**WHAT THIS TASK INVOLVES:**
Look through the data below and extract, unchanged, the lines from the one that contains "assert_eq!(a, b);" to the one that contains "let handle = cache.reference_media(vec![Blob]).unwrap();", both included.

**EXERCISE MATERIALS:**
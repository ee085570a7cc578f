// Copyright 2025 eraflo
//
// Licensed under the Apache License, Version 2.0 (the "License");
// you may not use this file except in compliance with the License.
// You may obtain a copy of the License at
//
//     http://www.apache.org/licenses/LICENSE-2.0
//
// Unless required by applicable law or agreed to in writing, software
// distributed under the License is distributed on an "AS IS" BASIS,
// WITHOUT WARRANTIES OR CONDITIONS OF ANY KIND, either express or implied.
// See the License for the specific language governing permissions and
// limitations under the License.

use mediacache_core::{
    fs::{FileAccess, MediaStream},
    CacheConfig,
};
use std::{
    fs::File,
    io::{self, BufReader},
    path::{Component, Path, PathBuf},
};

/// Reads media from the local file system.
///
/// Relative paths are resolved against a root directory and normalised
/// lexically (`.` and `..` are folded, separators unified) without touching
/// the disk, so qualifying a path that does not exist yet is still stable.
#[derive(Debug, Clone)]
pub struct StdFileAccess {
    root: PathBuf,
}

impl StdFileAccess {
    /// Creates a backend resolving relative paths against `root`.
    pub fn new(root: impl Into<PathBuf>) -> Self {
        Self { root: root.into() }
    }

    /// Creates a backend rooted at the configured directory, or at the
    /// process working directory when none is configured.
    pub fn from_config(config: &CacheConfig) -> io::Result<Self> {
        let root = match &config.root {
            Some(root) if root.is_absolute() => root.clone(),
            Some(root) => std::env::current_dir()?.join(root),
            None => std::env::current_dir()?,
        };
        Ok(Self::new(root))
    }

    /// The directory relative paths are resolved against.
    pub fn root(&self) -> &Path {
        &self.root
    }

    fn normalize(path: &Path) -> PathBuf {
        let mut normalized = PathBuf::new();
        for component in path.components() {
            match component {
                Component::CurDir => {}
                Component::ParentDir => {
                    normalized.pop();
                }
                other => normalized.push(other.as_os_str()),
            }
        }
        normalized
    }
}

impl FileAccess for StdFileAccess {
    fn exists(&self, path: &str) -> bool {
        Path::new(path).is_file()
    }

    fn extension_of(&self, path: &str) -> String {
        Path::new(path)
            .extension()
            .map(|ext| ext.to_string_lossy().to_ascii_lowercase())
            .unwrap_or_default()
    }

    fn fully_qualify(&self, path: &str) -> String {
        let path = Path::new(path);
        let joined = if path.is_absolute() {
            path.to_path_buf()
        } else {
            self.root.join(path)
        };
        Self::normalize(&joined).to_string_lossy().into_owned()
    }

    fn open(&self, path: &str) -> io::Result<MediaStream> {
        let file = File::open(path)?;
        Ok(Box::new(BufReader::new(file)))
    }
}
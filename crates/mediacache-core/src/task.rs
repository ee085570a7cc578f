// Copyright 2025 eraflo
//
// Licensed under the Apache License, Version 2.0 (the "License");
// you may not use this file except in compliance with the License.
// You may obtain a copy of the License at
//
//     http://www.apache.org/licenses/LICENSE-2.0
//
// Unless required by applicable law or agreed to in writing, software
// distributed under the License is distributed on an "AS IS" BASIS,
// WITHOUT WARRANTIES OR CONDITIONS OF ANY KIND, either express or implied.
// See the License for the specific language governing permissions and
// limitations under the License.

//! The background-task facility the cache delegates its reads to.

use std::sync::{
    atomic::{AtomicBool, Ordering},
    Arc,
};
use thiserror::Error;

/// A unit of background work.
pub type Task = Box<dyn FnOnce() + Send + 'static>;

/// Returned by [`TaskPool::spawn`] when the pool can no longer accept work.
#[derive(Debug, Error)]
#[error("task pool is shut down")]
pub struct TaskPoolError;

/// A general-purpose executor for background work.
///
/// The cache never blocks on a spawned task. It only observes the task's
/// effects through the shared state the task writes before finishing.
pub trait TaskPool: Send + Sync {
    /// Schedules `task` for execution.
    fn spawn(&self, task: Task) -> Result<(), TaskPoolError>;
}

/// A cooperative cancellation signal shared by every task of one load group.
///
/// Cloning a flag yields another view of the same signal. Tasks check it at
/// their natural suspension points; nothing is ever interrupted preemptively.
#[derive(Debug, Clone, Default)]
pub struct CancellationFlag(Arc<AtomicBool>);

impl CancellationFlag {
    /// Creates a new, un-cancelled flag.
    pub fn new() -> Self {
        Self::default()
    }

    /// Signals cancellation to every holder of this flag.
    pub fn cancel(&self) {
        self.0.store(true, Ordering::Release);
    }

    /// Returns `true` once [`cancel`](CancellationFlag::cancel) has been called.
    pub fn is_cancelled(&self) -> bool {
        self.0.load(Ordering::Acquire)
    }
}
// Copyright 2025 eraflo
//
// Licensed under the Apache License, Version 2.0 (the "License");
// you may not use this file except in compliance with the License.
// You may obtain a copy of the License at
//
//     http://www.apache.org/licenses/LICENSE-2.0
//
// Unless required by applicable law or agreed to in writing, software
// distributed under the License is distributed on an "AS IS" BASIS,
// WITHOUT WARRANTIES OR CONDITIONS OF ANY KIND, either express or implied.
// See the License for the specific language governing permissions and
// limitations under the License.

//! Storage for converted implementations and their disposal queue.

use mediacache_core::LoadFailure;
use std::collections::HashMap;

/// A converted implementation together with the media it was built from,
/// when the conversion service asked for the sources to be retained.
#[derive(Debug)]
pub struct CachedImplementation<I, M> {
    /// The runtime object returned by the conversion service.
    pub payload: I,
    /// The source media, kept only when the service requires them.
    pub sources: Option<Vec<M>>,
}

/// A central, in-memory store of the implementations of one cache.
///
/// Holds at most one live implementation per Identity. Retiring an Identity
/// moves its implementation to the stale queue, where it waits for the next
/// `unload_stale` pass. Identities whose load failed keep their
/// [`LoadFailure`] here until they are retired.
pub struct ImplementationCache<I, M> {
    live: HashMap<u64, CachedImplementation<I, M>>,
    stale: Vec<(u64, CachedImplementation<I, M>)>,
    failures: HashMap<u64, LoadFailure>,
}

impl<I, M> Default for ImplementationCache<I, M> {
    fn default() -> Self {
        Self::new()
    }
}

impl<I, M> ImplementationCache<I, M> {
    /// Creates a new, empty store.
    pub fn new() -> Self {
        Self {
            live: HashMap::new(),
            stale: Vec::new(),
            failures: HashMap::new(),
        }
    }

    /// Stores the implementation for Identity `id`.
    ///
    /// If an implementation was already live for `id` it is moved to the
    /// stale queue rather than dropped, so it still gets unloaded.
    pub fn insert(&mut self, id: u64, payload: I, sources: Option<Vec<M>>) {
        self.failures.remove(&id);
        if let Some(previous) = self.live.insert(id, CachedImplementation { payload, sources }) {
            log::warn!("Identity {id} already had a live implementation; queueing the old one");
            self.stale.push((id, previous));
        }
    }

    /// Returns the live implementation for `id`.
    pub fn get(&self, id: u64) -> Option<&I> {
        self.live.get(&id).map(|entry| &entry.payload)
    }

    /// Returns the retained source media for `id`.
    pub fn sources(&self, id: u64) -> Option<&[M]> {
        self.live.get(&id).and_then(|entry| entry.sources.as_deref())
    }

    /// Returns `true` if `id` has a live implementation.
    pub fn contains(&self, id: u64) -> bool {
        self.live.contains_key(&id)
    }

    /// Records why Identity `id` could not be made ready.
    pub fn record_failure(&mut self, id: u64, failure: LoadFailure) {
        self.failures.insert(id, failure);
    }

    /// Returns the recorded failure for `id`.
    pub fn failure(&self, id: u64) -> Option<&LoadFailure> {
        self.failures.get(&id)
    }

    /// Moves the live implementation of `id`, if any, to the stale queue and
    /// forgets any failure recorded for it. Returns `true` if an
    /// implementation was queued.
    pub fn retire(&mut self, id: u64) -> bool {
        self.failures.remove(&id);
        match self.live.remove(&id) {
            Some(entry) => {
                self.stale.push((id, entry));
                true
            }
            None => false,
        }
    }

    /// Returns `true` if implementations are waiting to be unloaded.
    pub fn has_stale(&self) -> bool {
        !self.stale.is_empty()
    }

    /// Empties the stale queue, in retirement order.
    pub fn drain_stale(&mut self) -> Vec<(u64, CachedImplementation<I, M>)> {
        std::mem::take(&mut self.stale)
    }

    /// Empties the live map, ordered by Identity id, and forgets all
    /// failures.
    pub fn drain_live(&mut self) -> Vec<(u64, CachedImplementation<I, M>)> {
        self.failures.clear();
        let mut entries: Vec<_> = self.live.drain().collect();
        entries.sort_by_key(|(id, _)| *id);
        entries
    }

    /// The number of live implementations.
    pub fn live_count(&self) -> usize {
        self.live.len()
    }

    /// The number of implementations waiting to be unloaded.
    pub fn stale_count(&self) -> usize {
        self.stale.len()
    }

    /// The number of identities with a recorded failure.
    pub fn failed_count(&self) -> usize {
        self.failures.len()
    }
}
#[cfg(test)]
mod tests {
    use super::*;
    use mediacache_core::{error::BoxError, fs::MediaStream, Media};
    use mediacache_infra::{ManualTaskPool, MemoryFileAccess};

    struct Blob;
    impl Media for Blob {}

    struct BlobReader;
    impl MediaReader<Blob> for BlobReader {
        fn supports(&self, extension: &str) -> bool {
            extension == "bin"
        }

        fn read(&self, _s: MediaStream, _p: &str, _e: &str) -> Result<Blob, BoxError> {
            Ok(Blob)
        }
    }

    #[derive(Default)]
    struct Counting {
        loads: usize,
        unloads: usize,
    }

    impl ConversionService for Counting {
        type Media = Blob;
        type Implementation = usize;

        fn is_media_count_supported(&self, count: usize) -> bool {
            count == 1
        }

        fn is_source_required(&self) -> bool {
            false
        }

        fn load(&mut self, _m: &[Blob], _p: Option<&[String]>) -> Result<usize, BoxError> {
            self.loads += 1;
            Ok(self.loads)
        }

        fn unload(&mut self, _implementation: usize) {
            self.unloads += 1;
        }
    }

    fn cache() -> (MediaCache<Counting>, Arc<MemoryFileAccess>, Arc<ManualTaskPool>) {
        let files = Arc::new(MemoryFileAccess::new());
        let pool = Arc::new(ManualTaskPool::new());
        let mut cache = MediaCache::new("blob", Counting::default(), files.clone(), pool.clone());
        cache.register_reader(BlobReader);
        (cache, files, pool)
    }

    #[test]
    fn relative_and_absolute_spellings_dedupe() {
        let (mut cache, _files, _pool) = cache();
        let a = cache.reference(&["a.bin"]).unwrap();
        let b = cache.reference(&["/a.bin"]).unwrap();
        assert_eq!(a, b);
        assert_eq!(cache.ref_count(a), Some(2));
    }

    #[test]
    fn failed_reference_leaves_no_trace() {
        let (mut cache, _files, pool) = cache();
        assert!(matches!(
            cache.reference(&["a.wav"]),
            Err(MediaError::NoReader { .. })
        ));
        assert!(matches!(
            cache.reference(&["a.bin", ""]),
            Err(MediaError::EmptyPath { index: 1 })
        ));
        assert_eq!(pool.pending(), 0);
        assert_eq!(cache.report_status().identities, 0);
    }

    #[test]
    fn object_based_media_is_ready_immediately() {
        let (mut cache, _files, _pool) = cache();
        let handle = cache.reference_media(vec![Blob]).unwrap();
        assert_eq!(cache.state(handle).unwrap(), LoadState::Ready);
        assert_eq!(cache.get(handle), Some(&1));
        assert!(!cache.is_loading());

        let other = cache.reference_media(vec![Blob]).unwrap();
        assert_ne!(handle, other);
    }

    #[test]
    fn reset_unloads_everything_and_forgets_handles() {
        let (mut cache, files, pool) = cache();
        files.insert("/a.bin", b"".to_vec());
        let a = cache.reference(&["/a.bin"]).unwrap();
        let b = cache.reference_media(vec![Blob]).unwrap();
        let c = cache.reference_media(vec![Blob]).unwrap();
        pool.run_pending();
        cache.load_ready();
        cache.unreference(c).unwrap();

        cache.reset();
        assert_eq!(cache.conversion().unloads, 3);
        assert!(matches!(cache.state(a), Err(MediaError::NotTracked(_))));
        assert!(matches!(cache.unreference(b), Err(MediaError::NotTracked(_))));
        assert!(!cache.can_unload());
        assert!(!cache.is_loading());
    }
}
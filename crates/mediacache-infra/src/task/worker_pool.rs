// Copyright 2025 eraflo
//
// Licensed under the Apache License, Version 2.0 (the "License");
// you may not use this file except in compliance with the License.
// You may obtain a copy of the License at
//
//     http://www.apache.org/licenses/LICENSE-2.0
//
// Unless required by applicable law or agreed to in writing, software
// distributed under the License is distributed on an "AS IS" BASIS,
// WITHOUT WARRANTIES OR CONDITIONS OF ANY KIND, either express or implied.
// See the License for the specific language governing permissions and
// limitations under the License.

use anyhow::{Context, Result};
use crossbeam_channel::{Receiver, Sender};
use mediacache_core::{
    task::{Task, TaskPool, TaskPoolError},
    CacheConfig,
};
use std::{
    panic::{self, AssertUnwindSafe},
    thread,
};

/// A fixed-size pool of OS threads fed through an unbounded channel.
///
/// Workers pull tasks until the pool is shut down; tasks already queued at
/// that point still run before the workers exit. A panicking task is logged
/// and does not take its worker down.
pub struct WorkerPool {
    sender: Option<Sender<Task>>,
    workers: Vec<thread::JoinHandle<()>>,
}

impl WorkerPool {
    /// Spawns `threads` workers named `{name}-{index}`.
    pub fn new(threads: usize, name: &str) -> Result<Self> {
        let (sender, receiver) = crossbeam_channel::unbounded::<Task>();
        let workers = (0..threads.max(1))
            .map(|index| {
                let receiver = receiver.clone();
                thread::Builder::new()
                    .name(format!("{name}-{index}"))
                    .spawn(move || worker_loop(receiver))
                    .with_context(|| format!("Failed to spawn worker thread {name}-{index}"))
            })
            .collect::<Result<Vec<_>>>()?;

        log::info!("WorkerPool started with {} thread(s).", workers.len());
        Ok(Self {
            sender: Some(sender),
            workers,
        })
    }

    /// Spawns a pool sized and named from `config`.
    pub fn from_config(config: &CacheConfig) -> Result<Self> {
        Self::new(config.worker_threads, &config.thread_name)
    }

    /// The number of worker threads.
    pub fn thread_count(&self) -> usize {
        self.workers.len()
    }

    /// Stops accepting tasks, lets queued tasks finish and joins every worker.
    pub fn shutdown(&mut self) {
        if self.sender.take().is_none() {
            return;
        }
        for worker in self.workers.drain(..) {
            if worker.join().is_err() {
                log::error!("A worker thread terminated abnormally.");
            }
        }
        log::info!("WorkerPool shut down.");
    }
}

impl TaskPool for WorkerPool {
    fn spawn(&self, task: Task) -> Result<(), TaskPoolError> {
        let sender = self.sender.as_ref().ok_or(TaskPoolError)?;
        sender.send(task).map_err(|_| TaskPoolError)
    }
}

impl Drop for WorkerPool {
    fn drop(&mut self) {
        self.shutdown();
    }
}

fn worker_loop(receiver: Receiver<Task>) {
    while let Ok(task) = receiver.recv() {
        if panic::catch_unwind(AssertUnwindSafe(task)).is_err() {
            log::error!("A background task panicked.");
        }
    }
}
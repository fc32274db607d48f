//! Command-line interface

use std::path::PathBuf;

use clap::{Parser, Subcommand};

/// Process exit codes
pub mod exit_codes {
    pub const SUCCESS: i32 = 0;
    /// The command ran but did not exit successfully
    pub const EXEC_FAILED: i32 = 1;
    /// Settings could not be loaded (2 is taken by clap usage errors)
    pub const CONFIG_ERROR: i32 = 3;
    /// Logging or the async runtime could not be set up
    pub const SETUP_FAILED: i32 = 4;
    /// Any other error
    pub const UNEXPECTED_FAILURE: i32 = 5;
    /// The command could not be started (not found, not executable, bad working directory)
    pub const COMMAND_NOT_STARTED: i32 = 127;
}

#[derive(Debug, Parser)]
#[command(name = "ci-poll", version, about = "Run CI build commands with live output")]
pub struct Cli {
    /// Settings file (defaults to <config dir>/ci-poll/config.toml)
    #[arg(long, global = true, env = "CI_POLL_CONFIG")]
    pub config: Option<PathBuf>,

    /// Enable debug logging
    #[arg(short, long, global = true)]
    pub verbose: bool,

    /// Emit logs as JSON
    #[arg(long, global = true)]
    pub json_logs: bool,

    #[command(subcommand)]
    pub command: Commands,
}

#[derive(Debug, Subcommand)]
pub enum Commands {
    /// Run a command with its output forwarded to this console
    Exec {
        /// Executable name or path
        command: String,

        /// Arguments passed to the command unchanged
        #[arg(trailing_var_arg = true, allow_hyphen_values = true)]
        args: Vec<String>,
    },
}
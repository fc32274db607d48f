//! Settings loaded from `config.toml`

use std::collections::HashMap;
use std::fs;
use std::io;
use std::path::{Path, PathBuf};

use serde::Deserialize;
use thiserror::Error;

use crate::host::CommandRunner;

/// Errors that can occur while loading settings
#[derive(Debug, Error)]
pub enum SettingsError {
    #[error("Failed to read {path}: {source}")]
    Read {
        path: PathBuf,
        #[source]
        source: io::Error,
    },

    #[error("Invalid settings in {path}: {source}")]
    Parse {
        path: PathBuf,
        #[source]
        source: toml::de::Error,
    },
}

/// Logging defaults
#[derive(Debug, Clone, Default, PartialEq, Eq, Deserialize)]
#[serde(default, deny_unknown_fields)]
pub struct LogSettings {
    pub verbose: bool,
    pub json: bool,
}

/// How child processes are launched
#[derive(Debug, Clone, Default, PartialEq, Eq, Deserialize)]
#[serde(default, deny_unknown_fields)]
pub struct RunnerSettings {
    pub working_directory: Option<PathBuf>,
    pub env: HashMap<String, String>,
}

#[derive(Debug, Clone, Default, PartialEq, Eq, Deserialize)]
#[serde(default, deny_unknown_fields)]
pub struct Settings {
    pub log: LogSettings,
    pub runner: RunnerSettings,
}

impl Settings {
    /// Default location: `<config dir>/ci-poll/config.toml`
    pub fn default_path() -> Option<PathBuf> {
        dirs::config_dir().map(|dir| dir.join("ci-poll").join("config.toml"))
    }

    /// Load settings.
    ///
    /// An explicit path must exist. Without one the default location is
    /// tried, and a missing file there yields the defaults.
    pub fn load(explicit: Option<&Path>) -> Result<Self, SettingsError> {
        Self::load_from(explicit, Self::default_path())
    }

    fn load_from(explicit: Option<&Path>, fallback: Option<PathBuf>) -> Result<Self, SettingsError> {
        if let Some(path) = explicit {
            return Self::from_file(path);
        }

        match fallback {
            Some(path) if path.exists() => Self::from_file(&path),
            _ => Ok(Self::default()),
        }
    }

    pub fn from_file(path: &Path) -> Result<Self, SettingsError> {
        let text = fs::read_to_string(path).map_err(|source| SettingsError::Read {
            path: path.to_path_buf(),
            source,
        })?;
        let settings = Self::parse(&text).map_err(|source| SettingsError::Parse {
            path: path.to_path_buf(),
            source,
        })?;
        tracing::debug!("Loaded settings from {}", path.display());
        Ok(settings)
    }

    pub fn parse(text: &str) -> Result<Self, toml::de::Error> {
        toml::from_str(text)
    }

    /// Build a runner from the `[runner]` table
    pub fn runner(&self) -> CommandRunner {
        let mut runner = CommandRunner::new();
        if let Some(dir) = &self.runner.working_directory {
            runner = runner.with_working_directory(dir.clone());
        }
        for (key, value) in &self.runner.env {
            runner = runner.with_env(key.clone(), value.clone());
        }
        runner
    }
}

**OUTPUT FOR THIS TASK:**
        assert_eq!(a, b);
        assert_eq!(cache.ref_count(a), Some(2));
    }

    #[test]
    fn failed_reference_leaves_no_trace() {
        let (mut cache, _files, pool) = cache();
        assert!(matches!(
            cache.reference(&["a.wav"]),
            Err(MediaError::NoReader { .. })
        ));
        assert!(matches!(
            cache.reference(&["a.bin", ""]),
            Err(MediaError::EmptyPath { index: 1 })
        ));
        assert_eq!(pool.pending(), 0);
        assert_eq!(cache.report_status().identities, 0);
    }

    #[test]
    fn object_based_media_is_ready_immediately() {
        let (mut cache, _files, _pool) = cache();
        let handle = cache.reference_media(vec![Blob]).unwrap();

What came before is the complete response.